Under the new plan, the DWP will set up an advisory committee of educators, homeowners, environmentalists and others, who will help establish guidelines for the preserve’s public use.
DIANE WEDNER asked three area residents about the type of access they would like to see the public have.
CHARLES VAN SCHAAK
Nursery owner, Chatsworth
One hundred years ago, Central Park was created in New York, and Golden Gate Park in San Francisco. They’ve been manipulated, with the focus on humans. Valley residents can go anywhere for sports and recreation. The reservoir could be a place where people could go to slow down and learn.
Access to the reservoir could be through resource conservation educators who could lead walks, with information augmented by those who have specialties in birding, botany, geology and archeology. I think the reservoir should be open two days a week, plus weekends. Visitors [should] go inside only with a resource conservation educator.
What’s special about the reservoir is that it’s owned by the city. Yet it has Valley oaks, special plants, and a habitat for animals. The community can be involved in making it a better place. Access should be given to all in the city, for them to learn how to live better with our surroundings.
President, West Hills Property Owners Assn.
As far as access is concerned, the reservoir should be limited. There should be a place off of Valley Circle [Boulevard] where they currently have an entrance.

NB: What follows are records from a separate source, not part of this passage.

use log::{debug, info, warn};

use election_data::builder::StoreBuilder;
use election_data::*;
use snafu::{prelude::*, Snafu};

use std::collections::BTreeMap;
use std::fs;
use std::sync::Arc;

use async_trait::async_trait;
use serde_json::Value as JSValue;
use text_diff::print_diff;

pub mod fs_files;

/// The eight presidential elections with published datasets.
pub const SUPPORTED_YEARS: [&str; 8] = [
    "1996", "2000", "2004", "2008", "2012", "2016", "2020", "2024",
];

#[derive(Debug, Snafu)]
#[snafu(visibility(pub(crate)))]
pub enum FetchError {
    #[snafu(display("Error opening data file {path}"))]
    OpeningJson {
        source: std::io::Error,
        path: String,
    },
    #[snafu(display("Error parsing data file {path}"))]
    ParsingJson {
        source: serde_json::Error,
        path: String,
    },
    #[snafu(display("Error assembling the store"))]
    Store { source: StoreError },
    #[snafu(display("Error serializing the summary"))]
    SerializingSummary { source: serde_json::Error },
    #[snafu(display("Error writing the summary to {path}"))]
    WritingSummary {
        source: std::io::Error,
        path: String,
    },

    #[snafu(whatever, display("{message}"))]
    Whatever {
        message: String,
        // The source must stay Send: year loads travel across spawned tasks.
        #[snafu(source(from(Box<dyn std::error::Error + Send + Sync>, Some)))]
        source: Option<Box<dyn std::error::Error + Send + Sync>>,
    },
}

pub type FetchResult<T> = Result<T, FetchError>;

/// A source of parsed election datasets.
///
/// Implementations own the actual paths and formats; the loader only relies
/// on the five per-year record sequences and the global color palette being
/// obtainable by year key.
#[async_trait]
pub trait DataFetcher: Send + Sync {
    /// Administrative region rows of a year.
    async fn regions(&self, year: &str) -> FetchResult<Vec<RegionRecord>>;
    /// Raw rows of the election profile file of a year.
    async fn region_profiles(&self, year: &str) -> FetchResult<Vec<JSValue>>;
    /// Registered parties of a year.
    async fn parties(&self, year: &str) -> FetchResult<Vec<PartyRecord>>;
    /// Registered candidates of a year.
    async fn candidates(&self, year: &str) -> FetchResult<Vec<CandidateRecord>>;
    /// Candidate tally rows of a year.
    async fn candidate_votes(&self, year: &str) -> FetchResult<Vec<CandidateVoteRecord>>;
    /// The global party color palette.
    async fn party_colors(&self) -> FetchResult<Vec<PartyColorRecord>>;
}

/// The outcome of a [`load_all`] call: the assembled store plus the years
/// whose retrievals failed.
#[derive(Debug)]
pub struct LoadReport {
    pub store: ElectionStore,
    pub failures: Vec<(String, FetchError)>,
}

/// Retrieves every dataset for the given years and assembles a fresh store.
///
/// Years are retrieved concurrently and joined at the end; within a year the
/// five datasets are all-or-nothing, so a single failed retrieval removes
/// exactly that year from the store and leaves the others alone. The palette
/// is fetched once; if it cannot be retrieved, the store carries an empty
/// palette and every summary entry falls back to the default color.
///
/// Each call returns an owned store, so re-invocation replaces data
/// wholesale instead of mutating anything in flight.
pub async fn load_all<F>(fetcher: Arc<F>, years: &[String]) -> FetchResult<LoadReport>
where
    F: DataFetcher + 'static,
{
    info!("load_all: retrieving {} years", years.len());

    let party_colors = match fetcher.party_colors().await {
        Ok(colors) => colors,
        Err(e) => {
            warn!("load_all: could not retrieve the party color palette: {}", e);
            Vec::new()
        }
    };

    let mut handles = Vec::new();
    for year in years {
        let fetcher = Arc::clone(&fetcher);
        let year = year.clone();
        handles.push(tokio::spawn(async move {
            let res = load_year(fetcher.as_ref(), &year).await;
            (year, res)
        }));
    }

    let mut builder = StoreBuilder::new().party_colors(party_colors);
    let mut failures: Vec<(String, FetchError)> = Vec::new();
    for handle in handles {
        let (year, res) = match handle.await {
            Ok(p) => p,
            Err(e) => {
                whatever!("a retrieval task was aborted: {:?}", e);
            }
        };
        match res {
            Ok(data) => {
                builder = builder.year_data(&year, data).context(StoreSnafu {})?;
            }
            Err(e) => {
                warn!("load_all: year {} could not be loaded: {}", year, e);
                failures.push((year, e));
            }
        }
    }

    let store = builder.build();
    info!(
        "load_all: loaded {} years, {} failed",
        store.years().len(),
        failures.len()
    );
    Ok(LoadReport { store, failures })
}

/// Retrieves the five datasets of one year. The join is all-or-nothing: the
/// first failure discards whatever else was retrieved for the year.
async fn load_year<F: DataFetcher + ?Sized>(fetcher: &F, year: &str) -> FetchResult<YearData> {
    let (regions, region_votes, parties, candidates, candidate_votes) = tokio::try_join!(
        fetcher.regions(year),
        fetcher.region_profiles(year),
        fetcher.parties(year),
        fetcher.candidates(year),
        fetcher.candidate_votes(year),
    )?;
    debug!(
        "load_year: year {}: {} regions, {} parties, {} candidates, {} tally rows",
        year,
        regions.len(),
        parties.len(),
        candidates.len(),
        candidate_votes.len()
    );
    Ok(YearData {
        regions,
        region_votes,
        parties,
        candidates,
        candidate_votes,
    })
}

/// Serializes the summary mapping to the wire format consumed by the views.
pub fn summary_to_json(summary: &BTreeMap<String, Vec<PartyVoteSummary>>) -> FetchResult<JSValue> {
    serde_json::to_value(summary).context(SerializingSummarySnafu {})
}

/// Reads a previously written summary file.
pub fn read_summary(path: &str) -> FetchResult<JSValue> {
    let contents = fs::read_to_string(path).context(OpeningJsonSnafu { path })?;
    debug!("read_summary: read {} bytes", contents.len());
    let js: JSValue = serde_json::from_str(contents.as_str()).context(ParsingJsonSnafu { path })?;
    Ok(js)
}

/// Compares the computed summary against a reference file, printing a diff
/// on mismatch.
pub fn check_reference(summary_js: &JSValue, reference_path: &str) -> FetchResult<()> {
    let reference = read_summary(reference_path)?;
    let pretty_ref =
        serde_json::to_string_pretty(&reference).context(SerializingSummarySnafu {})?;
    let pretty_computed =
        serde_json::to_string_pretty(summary_js).context(SerializingSummarySnafu {})?;
    if pretty_ref != pretty_computed {
        warn!("Found differences with the reference summary");
        print_diff(pretty_ref.as_str(), pretty_computed.as_str(), "\n");
        whatever!("Difference detected between computed summary and reference summary")
    }
    Ok(())
}

#[cfg(test)]
mod tests {
    use super::*;
    use std::collections::HashMap;

    struct MemoryFetcher {
        years: HashMap<String, YearData>,
        colors: Vec<PartyColorRecord>,
        fail_votes_for: Option<String>,
        fail_colors: bool,
    }

    impl MemoryFetcher {
        fn data(&self, year: &str) -> FetchResult<&YearData> {
            match self.years.get(year) {
                Some(d) => Ok(d),
                None => whatever!("no fixture data for year {}", year),
            }
        }
    }

    #[async_trait]
    impl DataFetcher for MemoryFetcher {
        async fn regions(&self, year: &str) -> FetchResult<Vec<RegionRecord>> {
            Ok(self.data(year)?.regions.clone())
        }
        async fn region_profiles(&self, year: &str) -> FetchResult<Vec<JSValue>> {
            Ok(self.data(year)?.region_votes.clone())
        }
        async fn parties(&self, year: &str) -> FetchResult<Vec<PartyRecord>> {
            Ok(self.data(year)?.parties.clone())
        }
        async fn candidates(&self, year: &str) -> FetchResult<Vec<CandidateRecord>> {
            Ok(self.data(year)?.candidates.clone())
        }
        async fn candidate_votes(&self, year: &str) -> FetchResult<Vec<CandidateVoteRecord>> {
            if self.fail_votes_for.as_deref() == Some(year) {
                whatever!("injected retrieval failure for year {}", year)
            }
            Ok(self.data(year)?.candidate_votes.clone())
        }
        async fn party_colors(&self) -> FetchResult<Vec<PartyColorRecord>> {
            if self.fail_colors {
                whatever!("injected palette retrieval failure")
            }
            Ok(self.colors.clone())
        }
    }

    fn year_labels(years: &[&str]) -> Vec<String> {
        years.iter().map(|y| y.to_string()).collect()
    }

    fn fixture_year(party_name: &str) -> YearData {
        YearData {
            parties: vec![PartyRecord {
                party_code: "P1".to_string(),
                party_name: party_name.to_string(),
            }],
            candidates: vec![CandidateRecord {
                cand_no: "1".to_string(),
                party_code: "P1".to_string(),
            }],
            candidate_votes: vec![CandidateVoteRecord {
                prv_code: "00".to_string(),
                cand_no: "1".to_string(),
                ticket_num: 5_000_000,
                ticket_percent: 55.0,
            }],
            ..Default::default()
        }
    }

    fn two_year_fetcher() -> MemoryFetcher {
        let mut years = HashMap::new();
        years.insert("2020".to_string(), fixture_year("Alpha"));
        years.insert("2024".to_string(), fixture_year("Beta"));
        MemoryFetcher {
            years,
            colors: vec![PartyColorRecord {
                party_name: "Beta".to_string(),
                color: "#112233".to_string(),
            }],
            fail_votes_for: None,
            fail_colors: false,
        }
    }

    #[tokio::test]
    async fn loads_years_in_request_order() {
        let fetcher = Arc::new(two_year_fetcher());
        let report = load_all(fetcher, &year_labels(&["2020", "2024"]))
            .await
            .unwrap();
        assert_eq!(report.store.years(), year_labels(&["2020", "2024"]));
        assert!(report.failures.is_empty());
    }

    #[tokio::test]
    async fn failed_year_is_absent_and_isolated() {
        let mut fetcher = two_year_fetcher();
        fetcher.fail_votes_for = Some("2020".to_string());
        let report = load_all(Arc::new(fetcher), &year_labels(&["2020", "2024"]))
            .await
            .unwrap();

        // All-or-nothing: the other datasets of 2020 were retrievable, but
        // the year must not be applied at all.
        assert!(report.store.year_data("2020").is_none());
        assert_eq!(report.store.years(), year_labels(&["2024"]));
        assert_eq!(report.failures.len(), 1);
        assert_eq!(report.failures[0].0, "2020");
    }

    #[tokio::test]
    async fn palette_failure_degrades_to_empty_palette() {
        let mut fetcher = two_year_fetcher();
        fetcher.fail_colors = true;
        let report = load_all(Arc::new(fetcher), &year_labels(&["2020", "2024"]))
            .await
            .unwrap();

        assert!(report.store.party_colors().is_empty());
        assert_eq!(report.store.years().len(), 2);
        let summary = party_vote_summary(&report.store);
        assert_eq!(summary["2024"][0].party_color, FALLBACK_COLOR);
    }

    #[tokio::test]
    async fn loaded_store_feeds_the_summary() {
        let fetcher = Arc::new(two_year_fetcher());
        let report = load_all(fetcher, &year_labels(&["2020", "2024"]))
            .await
            .unwrap();

        let summary = party_vote_summary(&report.store);
        assert_eq!(summary["2024"][0].party_name, "Beta");
        assert_eq!(summary["2024"][0].party_color, "#112233");
        assert_eq!(summary["2020"][0].party_color, FALLBACK_COLOR);
    }

    #[tokio::test]
    async fn reloading_returns_a_fresh_store() {
        let fetcher = Arc::new(two_year_fetcher());
        let first = load_all(Arc::clone(&fetcher), &year_labels(&["2024"]))
            .await
            .unwrap();
        let second = load_all(fetcher, &year_labels(&["2024"])).await.unwrap();
        assert_eq!(first.store, second.store);
    }

    #[test]
    fn reference_check_accepts_its_own_output() {
        let mut summary: BTreeMap<String, Vec<PartyVoteSummary>> = BTreeMap::new();
        summary.insert(
            "2024".to_string(),
            vec![PartyVoteSummary {
                year: "2024".to_string(),
                cand_no: "1".to_string(),
                ticket_num: 5_000_000,
                ticket_percent: 55.0,
                party_name: "Alpha".to_string(),
                party_color: "#112233".to_string(),
            }],
        );
        let js = summary_to_json(&summary).unwrap();

        let dir = tempfile::tempdir().unwrap();
        let path = dir.path().join("summary.json");
        fs::write(&path, serde_json::to_string_pretty(&js).unwrap()).unwrap();

        let path_str = path.display().to_string();
        check_reference(&js, path_str.as_str()).unwrap();

        // Any difference must be reported as an error.
        summary.get_mut("2024").unwrap()[0].ticket_num = 1;
        let other = summary_to_json(&summary).unwrap();
        assert!(check_reference(&other, path_str.as_str()).is_err());
    }

    #[test]
    fn summary_json_uses_the_wire_field_names() {
        let mut summary: BTreeMap<String, Vec<PartyVoteSummary>> = BTreeMap::new();
        summary.insert(
            "2024".to_string(),
            vec![PartyVoteSummary {
                year: "2024".to_string(),
                cand_no: "1".to_string(),
                ticket_num: 5_000_000,
                ticket_percent: 55.0,
                party_name: "Alpha".to_string(),
                party_color: "#112233".to_string(),
            }],
        );
        let js = summary_to_json(&summary).unwrap();
        let entry = &js["2024"][0];
        assert_eq!(entry["candNo"], "1");
        assert_eq!(entry["ticketNum"], 5_000_000);
        assert_eq!(entry["ticketPercent"], 55.0);
        assert_eq!(entry["partyName"], "Alpha");
        assert_eq!(entry["partyColor"], "#112233");
    }
}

They could have a reception center there for school tours, to give the children a chance to see nature and instruct them in what to do and what not to do. In other words, give them a code of conduct. I would not develop pathways or roads. You might put some stepping stones up to the Indian relics so that people will walk in one place all the time.
That’s all the improvement I think should happen. The main emphasis should be on educating children.

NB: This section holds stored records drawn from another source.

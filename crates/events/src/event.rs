use chrono::{DateTime, Utc};

use crate::envelope::EventEnvelope;

/// A notification published after a stock change has been applied
/// (XP award, achievement unlock, user-facing notice).
///
/// Listeners react to events; they cannot veto or roll back the change that
/// produced them.
pub trait Event: Clone + core::fmt::Debug + Send + Sync + 'static {
    /// Dotted name, family first (e.g. "stock.xp.awarded").
    fn event_type(&self) -> &'static str;

    /// When the underlying change happened.
    fn occurred_at(&self) -> DateTime<Utc>;

    /// Leading segment of [`event_type`](Self::event_type), used as the
    /// envelope stream ("stock" for "stock.xp.awarded").
    fn family(&self) -> &'static str {
        let name = self.event_type();
        name.split('.').next().unwrap_or(name)
    }

    /// Wrap in an envelope on this event's family stream.
    fn into_envelope(self, subject: impl Into<String>, sequence_number: u64) -> EventEnvelope<Self> {
        let stream = self.family();
        EventEnvelope::wrap(stream, subject, sequence_number, self)
    }
}

#[cfg(test)]
mod tests {
    use super::*;
    use chrono::TimeZone;

    #[derive(Debug, Clone, PartialEq)]
    struct Restocked(DateTime<Utc>);

    impl Event for Restocked {
        fn event_type(&self) -> &'static str {
            "bins.restocked"
        }

        fn occurred_at(&self) -> DateTime<Utc> {
            self.0
        }
    }

    #[test]
    fn envelope_stream_is_the_event_family() {
        let at = Utc.timestamp_opt(1_700_000_000, 0).unwrap();
        let envelope = Restocked(at).into_envelope("A-01", 4);

        assert_eq!(envelope.stream(), "bins");
        assert_eq!(envelope.subject(), "A-01");
        assert_eq!(envelope.sequence_number(), 4);
        assert_eq!(envelope.payload().occurred_at(), at);
    }
}
//! Input records supplied by the catalog, bin and stock-take collaborators.
//!
//! JSON field names follow the warehouse fixture files (`camelCase`), so a
//! snapshot can be read straight from `products.json`, `bins.json` and
//! `stockTakes.json`.

use std::path::{Path, PathBuf};

use chrono::{DateTime, Utc};
use serde::{Deserialize, Serialize};
use thiserror::Error;

use stockquest_core::{BinId, DomainError, DomainResult, Entity, Money, Sku};

use crate::bin_audit::BinAuditResult;

/// Reorder point applied when a product does not carry one (or carries zero).
pub const DEFAULT_REORDER_POINT: u32 = 50;

/// Product catalog record.
#[derive(Debug, Clone, PartialEq, Serialize, Deserialize)]
#[serde(rename_all = "camelCase")]
pub struct Product {
    pub sku: Sku,
    pub name: String,
    #[serde(default)]
    pub category: String,
    #[serde(default, skip_serializing_if = "Option::is_none")]
    pub reorder_point: Option<u32>,
    pub price: Money,
}

impl Product {
    /// Reorder point with the catalog default applied. Zero counts as unset.
    pub fn effective_reorder_point(&self) -> u32 {
        match self.reorder_point {
            Some(point) if point > 0 => point,
            _ => DEFAULT_REORDER_POINT,
        }
    }
}

/// One SKU holding inside a bin.
#[derive(Debug, Clone, PartialEq, Serialize, Deserialize)]
#[serde(rename_all = "camelCase")]
pub struct BinStock {
    pub sku: Sku,
    pub quantity: u32,
    pub last_updated: DateTime<Utc>,
}

/// A physical storage location.
///
/// `Σ current_stock.quantity <= capacity` is a soft expectation only.
#[derive(Debug, Clone, PartialEq, Serialize, Deserialize)]
#[serde(rename_all = "camelCase")]
pub struct Bin {
    pub id: BinId,
    pub zone: String,
    pub capacity: u32,
    #[serde(default)]
    pub current_stock: Vec<BinStock>,
    #[serde(default, skip_serializing_if = "Option::is_none")]
    pub last_audit: Option<DateTime<Utc>>,
    #[serde(default, skip_serializing_if = "Option::is_none")]
    pub audit_results: Option<BinAuditResult>,
}

impl Bin {
    pub fn new(id: impl Into<BinId>, zone: impl Into<String>, capacity: u32) -> Self {
        Self {
            id: id.into(),
            zone: zone.into(),
            capacity,
            current_stock: Vec::new(),
            last_audit: None,
            audit_results: None,
        }
    }

    pub fn with_stock(mut self, sku: impl Into<Sku>, quantity: u32, last_updated: DateTime<Utc>) -> Self {
        self.current_stock.push(BinStock {
            sku: sku.into(),
            quantity,
            last_updated,
        });
        self
    }

    pub fn total_quantity(&self) -> u64 {
        self.current_stock.iter().map(|s| u64::from(s.quantity)).sum()
    }

    pub fn stock_of(&self, sku: &Sku) -> Option<&BinStock> {
        self.current_stock.iter().find(|s| &s.sku == sku)
    }

    pub fn is_over_capacity(&self) -> bool {
        self.total_quantity() > u64::from(self.capacity)
    }
}

impl Entity for Bin {
    type Id = BinId;

    fn id(&self) -> &Self::Id {
        &self.id
    }
}

#[derive(Debug, Clone, Copy, PartialEq, Eq, Serialize, Deserialize)]
#[serde(rename_all = "snake_case")]
pub enum StockTakeStatus {
    Planned,
    InProgress,
    Completed,
    Cancelled,
    #[serde(other)]
    Unknown,
}

/// Per-SKU line of a stock take.
#[derive(Debug, Clone, PartialEq, Serialize, Deserialize)]
#[serde(rename_all = "camelCase")]
pub struct StockTakeCount {
    pub sku: Sku,
    #[serde(default, skip_serializing_if = "Option::is_none")]
    pub expected: Option<u32>,
    #[serde(default, skip_serializing_if = "Option::is_none")]
    pub counted: Option<u32>,
    pub variance: i64,
}

#[derive(Debug, Clone, PartialEq, Serialize, Deserialize)]
#[serde(rename_all = "camelCase")]
pub struct StockTakeSummary {
    /// Percentage (100.0 = every count matched).
    pub accuracy_rate: f64,
}

/// Historical physical count.
///
/// Either `counts` or `summary` (or both) is present. When `counts` is present
/// at all, even empty, it is authoritative and `summary` is ignored.
#[derive(Debug, Clone, PartialEq, Serialize, Deserialize)]
#[serde(rename_all = "camelCase")]
pub struct StockTake {
    pub id: String,
    pub status: StockTakeStatus,
    #[serde(default, skip_serializing_if = "Option::is_none")]
    pub counts: Option<Vec<StockTakeCount>>,
    #[serde(default, skip_serializing_if = "Option::is_none")]
    pub summary: Option<StockTakeSummary>,
}

/// Everything the aggregator needs for one computation.
#[derive(Debug, Clone, Default, PartialEq, Serialize, Deserialize)]
#[serde(rename_all = "camelCase")]
pub struct WarehouseSnapshot {
    pub products: Vec<Product>,
    pub bins: Vec<Bin>,
    pub stock_takes: Vec<StockTake>,
}

#[derive(Debug, Error)]
pub enum FixtureError {
    #[error("failed to read {path:?}: {source}")]
    Io {
        path: PathBuf,
        #[source]
        source: std::io::Error,
    },

    #[error("failed to parse {what}: {source}")]
    Parse {
        what: &'static str,
        #[source]
        source: serde_json::Error,
    },
}

#[derive(Deserialize)]
struct ProductsFile {
    products: Vec<Product>,
}

#[derive(Deserialize)]
struct BinsFile {
    bins: Vec<Bin>,
}

#[derive(Deserialize)]
#[serde(rename_all = "camelCase")]
struct StockTakesFile {
    stock_takes: Vec<StockTake>,
}

pub const PRODUCTS_FILE: &str = "products.json";
pub const BINS_FILE: &str = "bins.json";
pub const STOCK_TAKES_FILE: &str = "stockTakes.json";

impl WarehouseSnapshot {
    /// Parse the three fixture documents.
    pub fn from_json(products: &str, bins: &str, stock_takes: &str) -> Result<Self, FixtureError> {
        let products: ProductsFile = serde_json::from_str(products).map_err(|source| FixtureError::Parse {
            what: PRODUCTS_FILE,
            source,
        })?;
        let bins: BinsFile = serde_json::from_str(bins).map_err(|source| FixtureError::Parse {
            what: BINS_FILE,
            source,
        })?;
        let stock_takes: StockTakesFile =
            serde_json::from_str(stock_takes).map_err(|source| FixtureError::Parse {
                what: STOCK_TAKES_FILE,
                source,
            })?;

        Ok(Self {
            products: products.products,
            bins: bins.bins,
            stock_takes: stock_takes.stock_takes,
        })
    }

    /// Read `products.json`, `bins.json` and `stockTakes.json` from `dir`.
    pub fn load_dir(dir: impl AsRef<Path>) -> Result<Self, FixtureError> {
        let dir = dir.as_ref();
        let read = |name: &str| {
            let path = dir.join(name);
            std::fs::read_to_string(&path).map_err(|source| FixtureError::Io { path, source })
        };

        let snapshot = Self::from_json(&read(PRODUCTS_FILE)?, &read(BINS_FILE)?, &read(STOCK_TAKES_FILE)?)?;
        tracing::debug!(
            dir = %dir.display(),
            products = snapshot.products.len(),
            bins = snapshot.bins.len(),
            stock_takes = snapshot.stock_takes.len(),
            "loaded warehouse fixtures"
        );
        Ok(snapshot)
    }
}

/// Supplier of warehouse data, accepting whole-bin replacements back.
///
/// There is no partial-update API: a bin is always written as a full snapshot.
pub trait WarehouseSource {
    fn snapshot(&self) -> DomainResult<WarehouseSnapshot>;

    fn replace_bin(&mut self, bin: Bin) -> DomainResult<()>;
}

/// Source backed by an owned in-memory snapshot.
#[derive(Debug, Clone, Default)]
pub struct InMemorySource {
    snapshot: WarehouseSnapshot,
}

impl InMemorySource {
    pub fn new(snapshot: WarehouseSnapshot) -> Self {
        Self { snapshot }
    }

    pub fn bins(&self) -> &[Bin] {
        &self.snapshot.bins
    }
}

impl WarehouseSource for InMemorySource {
    fn snapshot(&self) -> DomainResult<WarehouseSnapshot> {
        Ok(self.snapshot.clone())
    }

    fn replace_bin(&mut self, bin: Bin) -> DomainResult<()> {
        let slot = self
            .snapshot
            .bins
            .iter_mut()
            .find(|b| b.id == bin.id)
            .ok_or_else(|| DomainError::not_found(format!("bin {}", bin.id)))?;
        *slot = bin;
        Ok(())
    }
}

Retired chemical engineer, West Hills
I would like to see the reservoir opened up to similar activities that they have at Hansen Dam, such as walking, running, pets, even boating. It could be like the Sepulveda Basin, which people get tremendous use out of. I’d like to see the reservoir available for skateboarding, and they should develop walking trails and bike trails. They could put a little lake in there for fishing. Let’s not keep it just sagebrush.

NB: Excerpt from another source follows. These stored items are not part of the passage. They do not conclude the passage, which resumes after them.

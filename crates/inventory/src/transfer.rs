//! Moving a quantity of one SKU between two bins.

use chrono::{DateTime, Utc};
use serde::{Deserialize, Serialize};

use stockquest_core::{BinId, DomainError, DomainResult, Sku};

use crate::catalog::{Bin, BinStock};

#[derive(Debug, Clone, PartialEq, Eq, Serialize, Deserialize)]
#[serde(rename_all = "camelCase")]
pub struct TransferRequest {
    pub source: BinId,
    pub target: BinId,
    pub sku: Sku,
    pub quantity: u32,
}

impl TransferRequest {
    pub fn new(source: impl Into<BinId>, target: impl Into<BinId>, sku: impl Into<Sku>, quantity: u32) -> Self {
        Self {
            source: source.into(),
            target: target.into(),
            sku: sku.into(),
            quantity,
        }
    }
}

/// Updated snapshots of both bins after a transfer.
#[derive(Debug, Clone, PartialEq)]
pub struct TransferPlan {
    pub source: Bin,
    pub target: Bin,
}

/// Compute the post-transfer snapshots of `source` and `target`.
///
/// The source entry is debited (entries left at zero are removed) and the
/// target entry credited or created; both are stamped `now`. Nothing is
/// written: callers replace both bins themselves.
pub fn plan_transfer(source: &Bin, target: &Bin, sku: &Sku, quantity: u32, now: DateTime<Utc>) -> DomainResult<TransferPlan> {
    if quantity == 0 {
        return Err(DomainError::validation("transfer quantity must be positive"));
    }
    if source.id == target.id {
        return Err(DomainError::validation(format!(
            "source and target are the same bin ({})",
            source.id
        )));
    }

    let available = source
        .stock_of(sku)
        .map(|s| s.quantity)
        .ok_or_else(|| DomainError::not_found(format!("sku {sku} in bin {}", source.id)))?;
    if quantity > available {
        return Err(DomainError::validation(format!(
            "cannot transfer {quantity} of {sku}; bin {} holds {available}",
            source.id
        )));
    }

    let mut debited = source.clone();
    if let Some(stock) = debited.current_stock.iter_mut().find(|s| &s.sku == sku) {
        stock.quantity -= quantity;
        stock.last_updated = now;
    }
    debited.current_stock.retain(|s| s.quantity > 0);

    let mut credited = target.clone();
    match credited.current_stock.iter_mut().find(|s| &s.sku == sku) {
        Some(stock) => {
            stock.quantity = stock.quantity.checked_add(quantity).ok_or_else(|| {
                DomainError::invariant(format!("bin {} quantity for {sku} would overflow", target.id))
            })?;
            stock.last_updated = now;
        }
        None => credited.current_stock.push(BinStock {
            sku: sku.clone(),
            quantity,
            last_updated: now,
        }),
    }

    if credited.is_over_capacity() {
        tracing::warn!(
            bin = %credited.id,
            capacity = credited.capacity,
            total = credited.total_quantity(),
            "transfer leaves target bin over capacity"
        );
    }

    Ok(TransferPlan {
        source: debited,
        target: credited,
    })
}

If people want nature, they can go to the Santa Monica Mountains or Malibu and enjoy it there. We don’t really need this [preserve]. The people ought to get a break like the coyote and fox.
I do not want a nature center. Let people just come in and roam and enjoy themselves. They should have restrooms to accommodate visitors. Access to the reservoir should be on Fallbrook Avenue. Earthmovers can come in and make room for a parking lot, and they can continue and make a road in there too. I’d limit the hours, closing it at sunset. I would restrict wild parties but still be open to all visitors.
West Hills resident
One of the reasons I moved out here to West Hills in 1964 was because we could see the whitecaps of the water in the reservoir, which was completely full. There used to be thousands of geese that flew over our house on their way there, but since the reservoir was drained, there aren’t nearly as many.
I would love to see the reservoir filled again. I can understand how some of the homeowners on the east side would be upset if it leaked. I also understand that one of the reasons [DWP] didn’t repair it was because there was too much water evaporation before, but I would do anything to see it repaired so that it could be filled again. We’d get more deer and birds. I miss the honkers.